**Instructions to follow:** Take the line with "pub fn c_import(&mut" as the first line and the last line of the data as the final one. Write out those lines exactly, and no others.

**Provided entries:**
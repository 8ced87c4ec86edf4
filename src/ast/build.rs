// src/ast/build.rs
//
// Node construction API. The parser drives this to produce the AST the
// analyzer consumes; tests use it directly.

use super::{
    Ast, BinOp, ContainerKind, InitKind, NodeId, NodeKind, NumLit, PrefixOp, ReturnKind, Span,
    Symbol, VisibMod,
};
use crate::sema::entities::FileId;

pub struct NodeBuilder<'a> {
    ast: &'a mut Ast,
    file: FileId,
    span: Span,
}

impl<'a> NodeBuilder<'a> {
    pub fn new(ast: &'a mut Ast, file: FileId) -> Self {
        Self {
            ast,
            file,
            span: Span::none(),
        }
    }

    /// Set the position stamped on subsequently built nodes.
    pub fn at(&mut self, line: u32, column: u32) -> &mut Self {
        self.span = Span::new(line, column);
        self
    }

    pub fn sym(&mut self, name: &str) -> Symbol {
        self.ast.interner.intern(name)
    }

    fn push(&mut self, kind: NodeKind) -> NodeId {
        self.ast.push(kind, self.span, self.file)
    }

    // ------------------------------------------------------------------
    // Literals
    // ------------------------------------------------------------------

    pub fn int(&mut self, value: u64) -> NodeId {
        self.push(NodeKind::NumberLiteral {
            value: NumLit::Int(value),
            overflow: false,
        })
    }

    pub fn float(&mut self, value: f64) -> NodeId {
        self.push(NodeKind::NumberLiteral {
            value: NumLit::Float(value),
            overflow: false,
        })
    }

    pub fn overflowed_int(&mut self) -> NodeId {
        self.push(NodeKind::NumberLiteral {
            value: NumLit::Int(0),
            overflow: true,
        })
    }

    pub fn boolean(&mut self, value: bool) -> NodeId {
        self.push(NodeKind::BoolLiteral { value })
    }

    pub fn string(&mut self, text: &str) -> NodeId {
        self.push(NodeKind::StringLiteral {
            value: text.as_bytes().to_vec(),
            is_c: false,
        })
    }

    pub fn c_string(&mut self, text: &str) -> NodeId {
        self.push(NodeKind::StringLiteral {
            value: text.as_bytes().to_vec(),
            is_c: true,
        })
    }

    pub fn char_lit(&mut self, value: u8) -> NodeId {
        self.push(NodeKind::CharLiteral { value })
    }

    pub fn null_lit(&mut self) -> NodeId {
        self.push(NodeKind::NullLiteral)
    }

    pub fn undefined_lit(&mut self) -> NodeId {
        self.push(NodeKind::UndefinedLiteral)
    }

    // ------------------------------------------------------------------
    // Expressions
    // ------------------------------------------------------------------

    pub fn symbol(&mut self, name: &str) -> NodeId {
        let name = self.sym(name);
        self.push(NodeKind::Symbol {
            name,
            override_type: None,
        })
    }

    pub fn bin(&mut self, op: BinOp, lhs: NodeId, rhs: NodeId) -> NodeId {
        self.push(NodeKind::BinOp { op, lhs, rhs })
    }

    pub fn prefix(&mut self, op: PrefixOp, operand: NodeId) -> NodeId {
        self.push(NodeKind::PrefixOp { op, operand })
    }

    pub fn call(&mut self, callee: NodeId, args: Vec<NodeId>) -> NodeId {
        self.push(NodeKind::Call {
            callee,
            args,
            is_builtin: false,
        })
    }

    pub fn builtin(&mut self, name: &str, args: Vec<NodeId>) -> NodeId {
        let callee = self.symbol(name);
        self.push(NodeKind::Call {
            callee,
            args,
            is_builtin: true,
        })
    }

    pub fn field(&mut self, object: NodeId, name: &str) -> NodeId {
        let field = self.sym(name);
        self.push(NodeKind::FieldAccess { object, field })
    }

    pub fn index(&mut self, array: NodeId, index: NodeId) -> NodeId {
        self.push(NodeKind::ArrayAccess { array, index })
    }

    pub fn slice(
        &mut self,
        array: NodeId,
        start: NodeId,
        end: Option<NodeId>,
        is_const: bool,
    ) -> NodeId {
        self.push(NodeKind::SliceExpr {
            array,
            start,
            end,
            is_const,
        })
    }

    pub fn unwrap_err(
        &mut self,
        operand: NodeId,
        err_name: Option<&str>,
        fallback: NodeId,
    ) -> NodeId {
        let err_name = err_name.map(|n| self.sym(n));
        self.push(NodeKind::UnwrapErrExpr {
            operand,
            err_name,
            fallback,
        })
    }

    // ------------------------------------------------------------------
    // Statements and control flow
    // ------------------------------------------------------------------

    pub fn block(&mut self, statements: Vec<NodeId>) -> NodeId {
        self.push(NodeKind::Block { statements })
    }

    pub fn ret(&mut self, expr: Option<NodeId>) -> NodeId {
        self.push(NodeKind::Return {
            kind: ReturnKind::Normal,
            expr,
        })
    }

    pub fn ret_err(&mut self, expr: NodeId) -> NodeId {
        self.push(NodeKind::Return {
            kind: ReturnKind::ErrorPropagate,
            expr: Some(expr),
        })
    }

    pub fn var_decl(
        &mut self,
        name: &str,
        is_const: bool,
        type_expr: Option<NodeId>,
        init: Option<NodeId>,
    ) -> NodeId {
        self.var_decl_with_visib(name, VisibMod::Private, is_const, type_expr, init)
    }

    pub fn var_decl_with_visib(
        &mut self,
        name: &str,
        visib: VisibMod,
        is_const: bool,
        type_expr: Option<NodeId>,
        init: Option<NodeId>,
    ) -> NodeId {
        let name = self.sym(name);
        self.push(NodeKind::VarDecl {
            name,
            visib,
            is_const,
            type_expr,
            init,
        })
    }

    pub fn error_value_decl(&mut self, name: &str, visib: VisibMod) -> NodeId {
        let name = self.sym(name);
        self.push(NodeKind::ErrorValueDecl { name, visib })
    }

    pub fn if_expr(
        &mut self,
        condition: NodeId,
        then_block: NodeId,
        else_node: Option<NodeId>,
    ) -> NodeId {
        self.push(NodeKind::If {
            condition,
            then_block,
            else_node,
        })
    }

    pub fn if_var(
        &mut self,
        name: &str,
        init: NodeId,
        then_block: NodeId,
        else_node: Option<NodeId>,
    ) -> NodeId {
        let name = self.sym(name);
        self.push(NodeKind::IfVar {
            name,
            is_const: true,
            type_expr: None,
            init,
            then_block,
            else_node,
        })
    }

    pub fn while_expr(&mut self, condition: NodeId, body: NodeId) -> NodeId {
        self.push(NodeKind::While { condition, body })
    }

    pub fn for_expr(
        &mut self,
        elem_name: &str,
        index_name: Option<&str>,
        iterable: NodeId,
        body: NodeId,
    ) -> NodeId {
        let elem_name = self.sym(elem_name);
        let index_name = index_name.map(|n| self.sym(n));
        self.push(NodeKind::For {
            elem_name,
            index_name,
            iterable,
            body,
        })
    }

    pub fn switch(&mut self, scrutinee: NodeId, prongs: Vec<NodeId>) -> NodeId {
        self.push(NodeKind::Switch { scrutinee, prongs })
    }

    pub fn prong(&mut self, items: Vec<NodeId>, binding: Option<&str>, body: NodeId) -> NodeId {
        let binding = binding.map(|n| self.sym(n));
        self.push(NodeKind::SwitchProng {
            items,
            binding,
            body,
        })
    }

    pub fn else_prong(&mut self, body: NodeId) -> NodeId {
        self.prong(Vec::new(), None, body)
    }

    pub fn label(&mut self, name: &str) -> NodeId {
        let name = self.sym(name);
        self.push(NodeKind::Label { name })
    }

    pub fn goto(&mut self, name: &str) -> NodeId {
        let name = self.sym(name);
        self.push(NodeKind::Goto { name })
    }

    pub fn brk(&mut self) -> NodeId {
        self.push(NodeKind::Break)
    }

    pub fn cont(&mut self) -> NodeId {
        self.push(NodeKind::Continue)
    }

    // ------------------------------------------------------------------
    // Declarations
    // ------------------------------------------------------------------

    pub fn param(&mut self, name: &str, type_expr: NodeId) -> NodeId {
        let name = self.sym(name);
        self.push(NodeKind::ParamDecl { name, type_expr })
    }

    pub fn fn_proto(&mut self, name: &str, params: Vec<NodeId>, return_type: NodeId) -> NodeId {
        self.fn_proto_full(
            name,
            VisibMod::Private,
            params,
            return_type,
            false,
            false,
        )
    }

    pub fn fn_proto_full(
        &mut self,
        name: &str,
        visib: VisibMod,
        params: Vec<NodeId>,
        return_type: NodeId,
        is_var_args: bool,
        is_extern: bool,
    ) -> NodeId {
        let name = self.sym(name);
        self.push(NodeKind::FnProto {
            name,
            visib,
            params,
            return_type,
            is_var_args,
            is_extern,
            is_inline: false,
            is_naked: false,
        })
    }

    pub fn fn_def(&mut self, proto: NodeId, body: NodeId) -> NodeId {
        self.push(NodeKind::FnDef { proto, body })
    }

    pub fn container(
        &mut self,
        name: &str,
        kind: ContainerKind,
        fields: Vec<NodeId>,
        fns: Vec<NodeId>,
    ) -> NodeId {
        let name = self.sym(name);
        self.push(NodeKind::ContainerDecl {
            name,
            kind,
            visib: VisibMod::Private,
            fields,
            fns,
        })
    }

    pub fn struct_field(&mut self, name: &str, type_expr: NodeId) -> NodeId {
        let name = self.sym(name);
        self.push(NodeKind::StructField { name, type_expr })
    }

    pub fn container_init(
        &mut self,
        type_expr: NodeId,
        kind: InitKind,
        entries: Vec<NodeId>,
    ) -> NodeId {
        self.push(NodeKind::ContainerInit {
            type_expr,
            kind,
            entries,
        })
    }

    pub fn field_init(&mut self, name: &str, value: NodeId) -> NodeId {
        let name = self.sym(name);
        self.push(NodeKind::FieldInit { name, value })
    }

    pub fn array_type(&mut self, size: Option<NodeId>, child: NodeId, is_const: bool) -> NodeId {
        self.push(NodeKind::ArrayType {
            size,
            child,
            is_const,
        })
    }

    pub fn error_type(&mut self) -> NodeId {
        self.push(NodeKind::ErrorType)
    }

    pub fn import(&mut self, path: &str, visib: VisibMod) -> NodeId {
        self.push(NodeKind::Import {
            path: path.to_string(),
            visib,
        })
    }

    pub fn c_import(&mut self, body: NodeId) -> NodeId {
        self.push(NodeKind::CImport { body })
    }

    pub fn root(&mut self, decls: Vec<NodeId>) -> NodeId {
        self.push(NodeKind::Root { decls })
    }
}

**Result of the task:**
    pub fn c_import(&mut self, body: NodeId) -> NodeId {
        self.push(NodeKind::CImport { body })
    }

    pub fn root(&mut self, decls: Vec<NodeId>) -> NodeId {
        self.push(NodeKind::Root { decls })
    }
}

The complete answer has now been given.